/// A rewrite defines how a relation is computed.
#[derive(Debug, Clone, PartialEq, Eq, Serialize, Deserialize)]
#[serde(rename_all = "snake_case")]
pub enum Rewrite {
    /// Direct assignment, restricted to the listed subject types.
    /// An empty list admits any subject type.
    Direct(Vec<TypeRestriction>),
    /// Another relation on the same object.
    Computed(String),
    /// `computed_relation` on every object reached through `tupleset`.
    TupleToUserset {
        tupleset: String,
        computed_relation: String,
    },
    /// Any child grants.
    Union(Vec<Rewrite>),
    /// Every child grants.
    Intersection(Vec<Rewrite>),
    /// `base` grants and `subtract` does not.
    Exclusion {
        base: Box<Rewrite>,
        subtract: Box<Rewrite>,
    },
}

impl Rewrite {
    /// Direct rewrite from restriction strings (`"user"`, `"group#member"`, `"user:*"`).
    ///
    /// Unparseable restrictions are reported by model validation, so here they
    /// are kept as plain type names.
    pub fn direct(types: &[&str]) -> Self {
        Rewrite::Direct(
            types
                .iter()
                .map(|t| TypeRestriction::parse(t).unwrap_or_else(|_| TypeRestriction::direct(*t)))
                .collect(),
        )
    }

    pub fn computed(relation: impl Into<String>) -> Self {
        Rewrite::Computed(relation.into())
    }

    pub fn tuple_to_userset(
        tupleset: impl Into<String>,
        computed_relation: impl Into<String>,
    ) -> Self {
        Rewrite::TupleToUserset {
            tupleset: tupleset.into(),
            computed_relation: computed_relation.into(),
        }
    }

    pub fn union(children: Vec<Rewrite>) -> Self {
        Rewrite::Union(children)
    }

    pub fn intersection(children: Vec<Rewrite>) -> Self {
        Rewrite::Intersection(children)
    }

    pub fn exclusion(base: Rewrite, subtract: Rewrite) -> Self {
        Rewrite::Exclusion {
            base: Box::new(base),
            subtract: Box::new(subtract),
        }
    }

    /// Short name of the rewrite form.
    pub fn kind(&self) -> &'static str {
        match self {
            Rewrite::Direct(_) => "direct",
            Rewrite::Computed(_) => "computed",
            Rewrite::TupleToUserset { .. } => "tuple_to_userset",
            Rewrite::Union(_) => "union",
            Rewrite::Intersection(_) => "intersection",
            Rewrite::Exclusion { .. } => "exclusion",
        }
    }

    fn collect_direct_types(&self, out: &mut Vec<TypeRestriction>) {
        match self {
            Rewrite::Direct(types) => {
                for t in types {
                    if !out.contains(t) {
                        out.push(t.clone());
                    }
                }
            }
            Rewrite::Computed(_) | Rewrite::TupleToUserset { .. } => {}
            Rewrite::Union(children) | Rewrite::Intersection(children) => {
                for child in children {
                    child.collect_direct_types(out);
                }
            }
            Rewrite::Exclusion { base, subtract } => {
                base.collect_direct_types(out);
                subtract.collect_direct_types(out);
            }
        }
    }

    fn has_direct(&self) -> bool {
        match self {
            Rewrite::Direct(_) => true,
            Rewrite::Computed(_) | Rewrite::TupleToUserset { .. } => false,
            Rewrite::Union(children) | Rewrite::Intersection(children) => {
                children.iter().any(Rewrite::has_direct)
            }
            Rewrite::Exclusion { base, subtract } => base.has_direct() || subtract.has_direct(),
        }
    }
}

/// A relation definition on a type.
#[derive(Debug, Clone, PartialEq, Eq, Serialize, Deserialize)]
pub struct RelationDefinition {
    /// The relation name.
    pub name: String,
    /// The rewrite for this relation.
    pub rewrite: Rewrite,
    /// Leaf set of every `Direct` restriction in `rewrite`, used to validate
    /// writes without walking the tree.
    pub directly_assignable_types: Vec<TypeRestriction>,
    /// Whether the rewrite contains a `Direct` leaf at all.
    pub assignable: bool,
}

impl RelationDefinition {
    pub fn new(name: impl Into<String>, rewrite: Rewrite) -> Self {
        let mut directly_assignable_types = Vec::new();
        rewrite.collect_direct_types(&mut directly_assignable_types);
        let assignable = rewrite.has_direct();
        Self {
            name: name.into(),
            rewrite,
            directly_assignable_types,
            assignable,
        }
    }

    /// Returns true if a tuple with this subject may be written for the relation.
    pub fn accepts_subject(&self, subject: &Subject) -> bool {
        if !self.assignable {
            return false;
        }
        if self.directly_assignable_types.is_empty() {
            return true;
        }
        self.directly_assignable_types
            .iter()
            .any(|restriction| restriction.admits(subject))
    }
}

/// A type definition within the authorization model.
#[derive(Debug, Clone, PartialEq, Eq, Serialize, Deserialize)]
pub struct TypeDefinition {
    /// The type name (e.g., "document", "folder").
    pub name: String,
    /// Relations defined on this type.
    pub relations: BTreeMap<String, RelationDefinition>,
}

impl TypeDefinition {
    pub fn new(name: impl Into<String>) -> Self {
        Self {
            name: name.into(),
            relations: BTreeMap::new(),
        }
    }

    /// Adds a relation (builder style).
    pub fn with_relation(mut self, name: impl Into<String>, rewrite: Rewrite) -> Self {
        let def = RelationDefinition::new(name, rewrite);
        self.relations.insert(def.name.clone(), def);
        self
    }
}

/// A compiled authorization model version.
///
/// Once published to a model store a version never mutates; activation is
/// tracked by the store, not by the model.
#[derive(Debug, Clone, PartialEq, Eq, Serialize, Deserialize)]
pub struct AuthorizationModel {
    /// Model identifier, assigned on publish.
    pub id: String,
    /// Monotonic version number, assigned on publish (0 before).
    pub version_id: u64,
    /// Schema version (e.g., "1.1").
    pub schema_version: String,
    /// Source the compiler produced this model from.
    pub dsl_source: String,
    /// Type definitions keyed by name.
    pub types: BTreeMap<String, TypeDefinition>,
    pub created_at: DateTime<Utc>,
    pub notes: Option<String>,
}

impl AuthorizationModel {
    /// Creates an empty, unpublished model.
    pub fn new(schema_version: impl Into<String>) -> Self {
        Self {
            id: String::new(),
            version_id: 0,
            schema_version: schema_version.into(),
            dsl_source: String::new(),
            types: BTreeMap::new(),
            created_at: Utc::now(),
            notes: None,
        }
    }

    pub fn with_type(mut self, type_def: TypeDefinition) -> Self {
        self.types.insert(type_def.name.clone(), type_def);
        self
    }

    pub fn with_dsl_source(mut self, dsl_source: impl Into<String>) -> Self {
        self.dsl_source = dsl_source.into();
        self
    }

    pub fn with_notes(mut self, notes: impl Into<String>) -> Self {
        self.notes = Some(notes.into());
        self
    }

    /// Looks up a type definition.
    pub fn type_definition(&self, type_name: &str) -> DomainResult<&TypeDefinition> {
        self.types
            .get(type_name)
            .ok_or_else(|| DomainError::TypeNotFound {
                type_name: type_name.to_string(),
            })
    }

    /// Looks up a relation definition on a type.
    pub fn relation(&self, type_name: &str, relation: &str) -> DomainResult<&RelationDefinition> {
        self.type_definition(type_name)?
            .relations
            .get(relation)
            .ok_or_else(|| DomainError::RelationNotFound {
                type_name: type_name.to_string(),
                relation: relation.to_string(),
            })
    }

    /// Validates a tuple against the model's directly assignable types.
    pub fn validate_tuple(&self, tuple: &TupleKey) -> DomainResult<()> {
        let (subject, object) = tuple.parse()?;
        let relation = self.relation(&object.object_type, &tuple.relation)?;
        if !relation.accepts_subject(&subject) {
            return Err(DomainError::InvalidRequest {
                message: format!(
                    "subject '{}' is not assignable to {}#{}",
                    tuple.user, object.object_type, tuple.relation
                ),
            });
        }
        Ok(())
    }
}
※
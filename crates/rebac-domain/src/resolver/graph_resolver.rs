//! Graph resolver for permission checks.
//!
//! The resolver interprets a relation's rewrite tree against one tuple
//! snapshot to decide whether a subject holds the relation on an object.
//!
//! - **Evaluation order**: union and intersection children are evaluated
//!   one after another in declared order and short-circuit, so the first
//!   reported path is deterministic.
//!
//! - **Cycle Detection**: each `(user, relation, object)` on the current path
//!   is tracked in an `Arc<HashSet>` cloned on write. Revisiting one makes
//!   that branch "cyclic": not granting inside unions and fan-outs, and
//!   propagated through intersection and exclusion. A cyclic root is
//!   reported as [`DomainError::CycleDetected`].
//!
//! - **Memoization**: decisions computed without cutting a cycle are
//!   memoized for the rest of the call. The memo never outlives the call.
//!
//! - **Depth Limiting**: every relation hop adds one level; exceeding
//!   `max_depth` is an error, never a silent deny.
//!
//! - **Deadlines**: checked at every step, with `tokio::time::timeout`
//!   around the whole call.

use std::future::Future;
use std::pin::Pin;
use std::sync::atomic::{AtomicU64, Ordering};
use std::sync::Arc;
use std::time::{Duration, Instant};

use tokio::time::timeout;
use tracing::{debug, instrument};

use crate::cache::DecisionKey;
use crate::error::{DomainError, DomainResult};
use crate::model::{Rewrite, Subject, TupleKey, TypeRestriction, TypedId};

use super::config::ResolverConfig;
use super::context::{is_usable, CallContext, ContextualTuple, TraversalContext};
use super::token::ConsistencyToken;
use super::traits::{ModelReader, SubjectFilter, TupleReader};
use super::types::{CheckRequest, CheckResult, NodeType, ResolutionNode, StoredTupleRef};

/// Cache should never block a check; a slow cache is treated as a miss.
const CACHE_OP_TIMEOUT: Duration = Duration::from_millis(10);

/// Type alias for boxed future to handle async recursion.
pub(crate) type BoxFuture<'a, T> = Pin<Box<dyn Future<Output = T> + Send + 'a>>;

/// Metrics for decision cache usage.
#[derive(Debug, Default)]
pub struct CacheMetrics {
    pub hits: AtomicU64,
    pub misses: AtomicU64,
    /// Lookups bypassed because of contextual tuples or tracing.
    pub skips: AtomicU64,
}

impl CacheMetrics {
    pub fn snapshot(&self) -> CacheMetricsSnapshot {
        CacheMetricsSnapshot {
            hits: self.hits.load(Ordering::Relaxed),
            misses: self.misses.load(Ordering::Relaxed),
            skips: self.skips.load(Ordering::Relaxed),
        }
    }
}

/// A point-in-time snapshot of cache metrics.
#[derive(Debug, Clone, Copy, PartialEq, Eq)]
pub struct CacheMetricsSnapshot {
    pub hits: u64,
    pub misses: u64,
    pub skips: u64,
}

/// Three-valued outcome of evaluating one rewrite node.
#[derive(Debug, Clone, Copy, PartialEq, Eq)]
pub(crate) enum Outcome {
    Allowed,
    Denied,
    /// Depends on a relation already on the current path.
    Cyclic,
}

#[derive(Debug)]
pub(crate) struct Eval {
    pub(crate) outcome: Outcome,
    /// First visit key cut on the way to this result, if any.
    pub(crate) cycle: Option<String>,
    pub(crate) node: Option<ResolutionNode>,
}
※
Take the line above containing "out.push(t.clone());", the line containing "let mut directly_assignable_types", and all lines in between, and copy them exactly without anything else.

- Response below:
                        out.push(t.clone());
                    }
                }
            }
            Rewrite::Computed(_) | Rewrite::TupleToUserset { .. } => {}
            Rewrite::Union(children) | Rewrite::Intersection(children) => {
                for child in children {
                    child.collect_direct_types(out);
                }
            }
            Rewrite::Exclusion { base, subtract } => {
                base.collect_direct_types(out);
                subtract.collect_direct_types(out);
            }
        }
    }

    fn has_direct(&self) -> bool {
        match self {
            Rewrite::Direct(_) => true,
            Rewrite::Computed(_) | Rewrite::TupleToUserset { .. } => false,
            Rewrite::Union(children) | Rewrite::Intersection(children) => {
                children.iter().any(Rewrite::has_direct)
            }
            Rewrite::Exclusion { base, subtract } => base.has_direct() || subtract.has_direct(),
        }
    }
}

/// A relation definition on a type.
#[derive(Debug, Clone, PartialEq, Eq, Serialize, Deserialize)]
pub struct RelationDefinition {
    /// The relation name.
    pub name: String,
    /// The rewrite for this relation.
    pub rewrite: Rewrite,
    /// Leaf set of every `Direct` restriction in `rewrite`, used to validate
    /// writes without walking the tree.
    pub directly_assignable_types: Vec<TypeRestriction>,
    /// Whether the rewrite contains a `Direct` leaf at all.
    pub assignable: bool,
}

impl RelationDefinition {
    pub fn new(name: impl Into<String>, rewrite: Rewrite) -> Self {
        let mut directly_assignable_types = Vec::new();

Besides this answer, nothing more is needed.